The present investigation has limitations. It has remained unclear, so far, how to measure the range of accommodation in pseudophakic eyes. Using defocusing curves and measuring the difference between the near point and the far point as performed by Kuechle et al and as carried out in the present investigation may be one of the techniques to measure the range of accommodation.11,12 Using the device “IOL Master” (Zeiss Company, Oberkochen, Germany) for laser interferomatic measurement of the anterior chamber depth in pseudophakic eyes as performed in the present study may lead to inaccurate results, since the device has not been designed for that purpose. Interestingly, however, the measured range of accommodation of about 1 dioptre parallels the mean change in anterior chamber depth of 0.82 mm between medical mydriasis and medical miosis in the study group. Additionally, the difference in the range of accommodation between the two groups of this study agrees with the difference in the change of the anterior chamber depth measurements between the two groups (table 3).
Recently, laserinterferometric measurements reported an anterior movement of the accommodative 1 CU intraocular lens that would result in a pseudophakic accommodation of 0.5 dioptres if compared to a monofokal intraocular lens,13 with a great variability of movement during pilocarpine induced ciliary contraction. These findings are comparable to our clinical results concerning both the amount of accommodative power and the great variability. Langenbucher et al14 compared different possibilities for measurement of accommodation, indicating that the lowest fluctuation between the 1 CU intraocular lens and a study group with a monofocal intraocular lens could be achieved by measuring and comparing the subjective near point and by comparing defocusing curves. This may lead to the assuption that subjective measurements are especially suitable for assessing the effect of pseudophakic accommodation.

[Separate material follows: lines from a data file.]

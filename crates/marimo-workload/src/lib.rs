//! Desired-state compilation for MarimoNotebook
//!
//! Compiles a `MarimoNotebook` into the Kubernetes objects that realize it:
//! an optional content ConfigMap, an optional PVC, the notebook Pod (init
//! steps, marimo container, sidecars) and its Service. Everything here is
//! pure: no API calls, no environment lookups, same input → same output.
//!
//! # Usage
//!
//! ```rust,ignore
//! let desired = NotebookCompiler::new(&notebook, &config).compile();
//! ```

use std::collections::BTreeMap;

use k8s_openapi::apimachinery::pkg::apis::meta::v1::ObjectMeta;
use marimo_common::crd::MarimoNotebook;
use marimo_common::{
    LABEL_INSTANCE, LABEL_MANAGED_BY, LABEL_MANAGED_BY_OPERATOR, LABEL_NAME, LABEL_NAME_MARIMO,
};

mod compiler;
pub mod content;
pub mod mounts;
pub mod overrides;
pub mod pod;
pub mod service;
pub mod status;
pub mod storage;

pub use compiler::{DesiredObjects, NotebookCompiler};
pub use mounts::{expand_mounts, BucketMount, MountUri, RemoteMount};
pub use status::{project_status, status_needs_update};

/// Directory holding notebooks inside every container that mounts the data volume
pub const NOTEBOOK_DIR: &str = "/home/marimo/notebooks";

/// Identity of the notebook being compiled
#[derive(Clone, Copy, Debug, PartialEq, Eq)]
pub struct NotebookMeta<'a> {
    /// Notebook name; also the name of its Pod, Service and PVC
    pub name: &'a str,
    /// Notebook namespace
    pub namespace: &'a str,
}

impl<'a> NotebookMeta<'a> {
    /// Read name and namespace from the notebook's metadata
    pub fn of(notebook: &'a MarimoNotebook) -> Self {
        Self {
            name: notebook.metadata.name.as_deref().unwrap_or_default(),
            namespace: notebook.metadata.namespace.as_deref().unwrap_or_default(),
        }
    }

    /// Standard labels for every managed object; also the Service selector
    pub fn labels(&self) -> BTreeMap<String, String> {
        BTreeMap::from([
            (LABEL_NAME.to_string(), LABEL_NAME_MARIMO.to_string()),
            (LABEL_INSTANCE.to_string(), self.name.to_string()),
            (
                LABEL_MANAGED_BY.to_string(),
                LABEL_MANAGED_BY_OPERATOR.to_string(),
            ),
        ])
    }

    /// Metadata for a managed object with the given name
    pub fn object_meta(&self, name: String) -> ObjectMeta {
        ObjectMeta {
            name: Some(name),
            namespace: Some(self.namespace.to_string()),
            labels: Some(self.labels()),
            ..Default::default()
        }
    }
}
//! Notebook compiler
//!
//! Single entry point that turns a `MarimoNotebook` into every object it
//! needs. Mount URIs are expanded here once so the Pod and Service see the
//! same sidecar list.

use k8s_openapi::api::core::v1::{ConfigMap, PersistentVolumeClaim, Pod, Service};
use marimo_common::crd::{ContentSource, MarimoNotebook, SidecarSpec};
use marimo_common::OperatorConfig;
use tracing::debug;

use crate::content::compile_config_map;
use crate::mounts::expand_mounts;
use crate::pod::compile_pod;
use crate::service::compile_service;
use crate::storage::compile_pvc;
use crate::NotebookMeta;

/// Objects realizing one notebook, in creation order
#[derive(Clone, Debug, PartialEq)]
pub struct DesiredObjects {
    /// Inline content store; only for inline content
    pub config_map: Option<ConfigMap>,
    /// Persistent data volume; only when storage is requested
    pub pvc: Option<PersistentVolumeClaim>,
    /// The notebook Pod
    pub pod: Pod,
    /// ClusterIP Service in front of the Pod
    pub service: Service,
}

/// Compiles a MarimoNotebook into its desired objects
pub struct NotebookCompiler<'a> {
    notebook: &'a MarimoNotebook,
    config: &'a OperatorConfig,
}

impl<'a> NotebookCompiler<'a> {
    /// Create a compiler for `notebook`
    pub fn new(notebook: &'a MarimoNotebook, config: &'a OperatorConfig) -> Self {
        Self { notebook, config }
    }

    /// Mount-generated sidecars followed by the explicit ones
    pub fn sidecars(&self) -> Vec<SidecarSpec> {
        let spec = &self.notebook.spec;
        let mut sidecars = expand_mounts(&spec.mounts, self.config);
        sidecars.extend(spec.sidecars.iter().cloned());
        sidecars
    }

    /// Compile all objects. Owner references are left to the caller.
    pub fn compile(&self) -> DesiredObjects {
        let meta = NotebookMeta::of(self.notebook);
        let spec = &self.notebook.spec;
        let sidecars = self.sidecars();

        let config_map = match spec.content_source() {
            ContentSource::Inline(content) => Some(compile_config_map(&meta, content)),
            _ => None,
        };
        let pvc = spec.storage.as_ref().map(|s| compile_pvc(&meta, s));

        debug!(
            notebook = %meta.name,
            sidecars = sidecars.len(),
            config_map = config_map.is_some(),
            pvc = pvc.is_some(),
            "compiled notebook"
        );

        DesiredObjects {
            config_map,
            pvc,
            pod: compile_pod(&meta, spec, &sidecars, self.config),
            service: compile_service(&meta, spec.port, &sidecars),
        }
    }
}
//! Inline notebook content: ConfigMap generation, file type sniffing, fingerprints

use std::collections::BTreeMap;

use k8s_openapi::api::core::v1::ConfigMap;
use sha2::{Digest, Sha256};

use crate::NotebookMeta;

/// Volume name for the mounted content ConfigMap
pub const CONTENT_VOLUME_NAME: &str = "notebook-content";

/// Mount path of the content ConfigMap inside the copy init container
pub const CONTENT_MOUNT_PATH: &str = "/content";

/// The single key holding notebook text in the content ConfigMap
pub const CONTENT_KEY: &str = "notebook.py";

const PYTHON_FILE: &str = "notebook.py";
const MARKDOWN_FILE: &str = "notebook.md";

/// Name of the content ConfigMap for a notebook
pub fn config_map_name(notebook_name: &str) -> String {
    format!("{notebook_name}-content")
}

/// Build the content ConfigMap
pub fn compile_config_map(meta: &NotebookMeta<'_>, content: &str) -> ConfigMap {
    ConfigMap {
        metadata: meta.object_meta(config_map_name(meta.name)),
        data: Some(BTreeMap::from([(
            CONTENT_KEY.to_string(),
            content.to_string(),
        )])),
        ..Default::default()
    }
}

/// Filename the notebook is copied to, chosen by sniffing the content.
///
/// Leading `---` frontmatter means marimo markdown; everything else,
/// including `@app.cell` / `import marimo` sources, is a `.py` notebook.
pub fn detect_content_file(content: &str) -> &'static str {
    if content.trim_start().starts_with("---") {
        MARKDOWN_FILE
    } else {
        PYTHON_FILE
    }
}

fn sha256_hex(input: &str) -> String {
    Sha256::digest(input.as_bytes())
        .iter()
        .map(|b| format!("{b:02x}"))
        .collect()
}

/// `sha256:` followed by the first 16 hex characters of the content digest
pub fn content_hash(content: &str) -> String {
    let hex = sha256_hex(content);
    format!("sha256:{}", &hex[..16])
}

/// First 12 hex characters of the source URL digest
pub fn source_hash(source: &str) -> String {
    let mut hex = sha256_hex(source);
    hex.truncate(12);
    hex
}
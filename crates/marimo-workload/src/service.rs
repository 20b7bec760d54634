//! Service generation for MarimoNotebook

use k8s_openapi::api::core::v1::{Service, ServicePort, ServiceSpec};
use k8s_openapi::apimachinery::pkg::util::intstr::IntOrString;
use marimo_common::crd::SidecarSpec;

use crate::pod::HTTP_PORT_NAME;
use crate::NotebookMeta;

fn tcp_port(name: &str, port: i32) -> ServicePort {
    ServicePort {
        name: Some(name.to_string()),
        port,
        target_port: Some(IntOrString::Int(port)),
        protocol: Some("TCP".to_string()),
        ..Default::default()
    }
}

/// Build the ClusterIP Service selecting the notebook Pod.
///
/// The marimo port is always exposed as `http`; every sidecar with an
/// `exposePort` adds a port named after the sidecar.
pub fn compile_service(meta: &NotebookMeta<'_>, port: i32, sidecars: &[SidecarSpec]) -> Service {
    let mut ports = vec![tcp_port(HTTP_PORT_NAME, port)];
    ports.extend(
        sidecars
            .iter()
            .filter_map(|s| s.expose_port.map(|p| tcp_port(&s.name, p))),
    );

    Service {
        metadata: meta.object_meta(meta.name.to_string()),
        spec: Some(ServiceSpec {
            type_: Some("ClusterIP".to_string()),
            selector: Some(meta.labels()),
            ports: Some(ports),
            ..Default::default()
        }),
        ..Default::default()
    }
}
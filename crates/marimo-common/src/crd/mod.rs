//! Custom Resource Definitions for the marimo operator

mod notebook;

pub use notebook::{
    AuthPolicy, AuthSpec, ContentSource, MarimoNotebook, MarimoNotebookSpec,
    MarimoNotebookStatus, NotebookMode, NotebookPhase, PasswordSecretRef, ResourcesSpec,
    SecretKeyRef, SidecarSpec, StorageSpec, DEFAULT_IMAGE, DEFAULT_PORT, DEFAULT_STORAGE_SIZE,
};
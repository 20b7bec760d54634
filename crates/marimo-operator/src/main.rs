//! marimo operator binary

use clap::Parser;
use kube::{Api, Client, CustomResourceExt};

use marimo_common::config::{
    DEFAULT_ALPINE_IMAGE, DEFAULT_GIT_IMAGE, DEFAULT_INIT_IMAGE, DEFAULT_S3FS_IMAGE,
    DEFAULT_S3_ENDPOINT,
};
use marimo_common::crd::MarimoNotebook;
use marimo_common::{OperatorConfig, FIELD_MANAGER};
use marimo_operator::controller_runner::run_notebook_controller;
use marimo_operator::telemetry::init_logging;

/// marimo operator - runs marimo notebooks on Kubernetes
#[derive(Parser, Debug)]
#[command(name = "marimo-operator", version, about, long_about = None)]
struct Cli {
    /// Print the MarimoNotebook CRD manifest and exit
    #[arg(long)]
    crd: bool,

    /// Emit logs as JSON lines
    #[arg(long, env = "LOG_JSON")]
    log_json: bool,

    /// Image for the content copy init container
    #[arg(long, env = "DEFAULT_INIT_IMAGE", default_value = DEFAULT_INIT_IMAGE)]
    init_image: String,

    /// Image for the git clone init container
    #[arg(long, env = "GIT_IMAGE", default_value = DEFAULT_GIT_IMAGE)]
    git_image: String,

    /// Image for sshfs and rsync mount sidecars
    #[arg(long, env = "ALPINE_IMAGE", default_value = DEFAULT_ALPINE_IMAGE)]
    alpine_image: String,

    /// Image for cw:// mount sidecars
    #[arg(long, env = "S3FS_IMAGE", default_value = DEFAULT_S3FS_IMAGE)]
    s3fs_image: String,

    /// S3 endpoint used by cw:// mounts without their own S3_ENDPOINT
    #[arg(long, env = "S3_ENDPOINT", default_value = DEFAULT_S3_ENDPOINT)]
    s3_endpoint: String,
}

impl Cli {
    fn operator_config(&self) -> OperatorConfig {
        OperatorConfig {
            init_image: self.init_image.clone(),
            git_image: self.git_image.clone(),
            alpine_image: self.alpine_image.clone(),
            s3fs_image: self.s3fs_image.clone(),
            s3_endpoint: self.s3_endpoint.clone(),
        }
    }
}

#[tokio::main]
async fn main() -> anyhow::Result<()> {
    let cli = Cli::parse();

    if cli.crd {
        let crd = serde_yaml::to_string(&MarimoNotebook::crd())
            .map_err(|e| anyhow::anyhow!("Failed to serialize CRD: {}", e))?;
        println!("{crd}");
        return Ok(());
    }

    init_logging(cli.log_json)?;

    let config = cli.operator_config();
    tracing::info!(?config, "starting marimo operator");

    let client = Client::try_default()
        .await
        .map_err(|e| anyhow::anyhow!("Failed to create Kubernetes client: {}", e))?;

    ensure_crds_installed(&client).await?;
    run_notebook_controller(client, config).await;

    Ok(())
}

/// Install the MarimoNotebook CRD with server-side apply so its version
/// always matches the operator's.
async fn ensure_crds_installed(client: &Client) -> anyhow::Result<()> {
    use k8s_openapi::apiextensions_apiserver::pkg::apis::apiextensions::v1::CustomResourceDefinition;
    use kube::api::{Patch, PatchParams};

    let crds: Api<CustomResourceDefinition> = Api::all(client.clone());
    let params = PatchParams::apply(FIELD_MANAGER).force();

    tracing::info!("Installing MarimoNotebook CRD...");
    crds.patch(
        MarimoNotebook::crd_name(),
        &params,
        &Patch::Apply(&MarimoNotebook::crd()),
    )
    .await
    .map_err(|e| anyhow::anyhow!("Failed to install MarimoNotebook CRD: {}", e))?;

    Ok(())
}
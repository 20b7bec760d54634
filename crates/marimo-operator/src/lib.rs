//! marimo operator - reconciles MarimoNotebook resources into running notebooks
//!
//! - [`controller`]: the reconcile pass and its Kubernetes client abstraction
//! - [`controller_runner`]: controller wiring and watch configuration
//! - [`telemetry`]: logging setup

pub mod controller;
pub mod controller_runner;
pub mod telemetry;

pub use controller::{error_policy, reconcile, NotebookContext};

The amount of the pseudophakic accommodative power of the 1 CU certainly increases with the spherical power of the lens.15 Both study groups did not differ significantly in axial length of the eye or in the spherical power of the implanted intraocular lens ranging from 18–24 dioptres.
In conclusion, this pilot study may suggest that for a follow up period of 6 months, the new monofocal foldable intraocular lens may offer the possibility of a small range of accommodation, in addition to the pseudoaccommodative effect monofocal intraocular lenses usually have.1,2 Considering that the study and the control groups did not differ significantly in best corrected visual acuity or in the number of complications, further studies on the accommodative properties of the new intraocular lens may be warranted.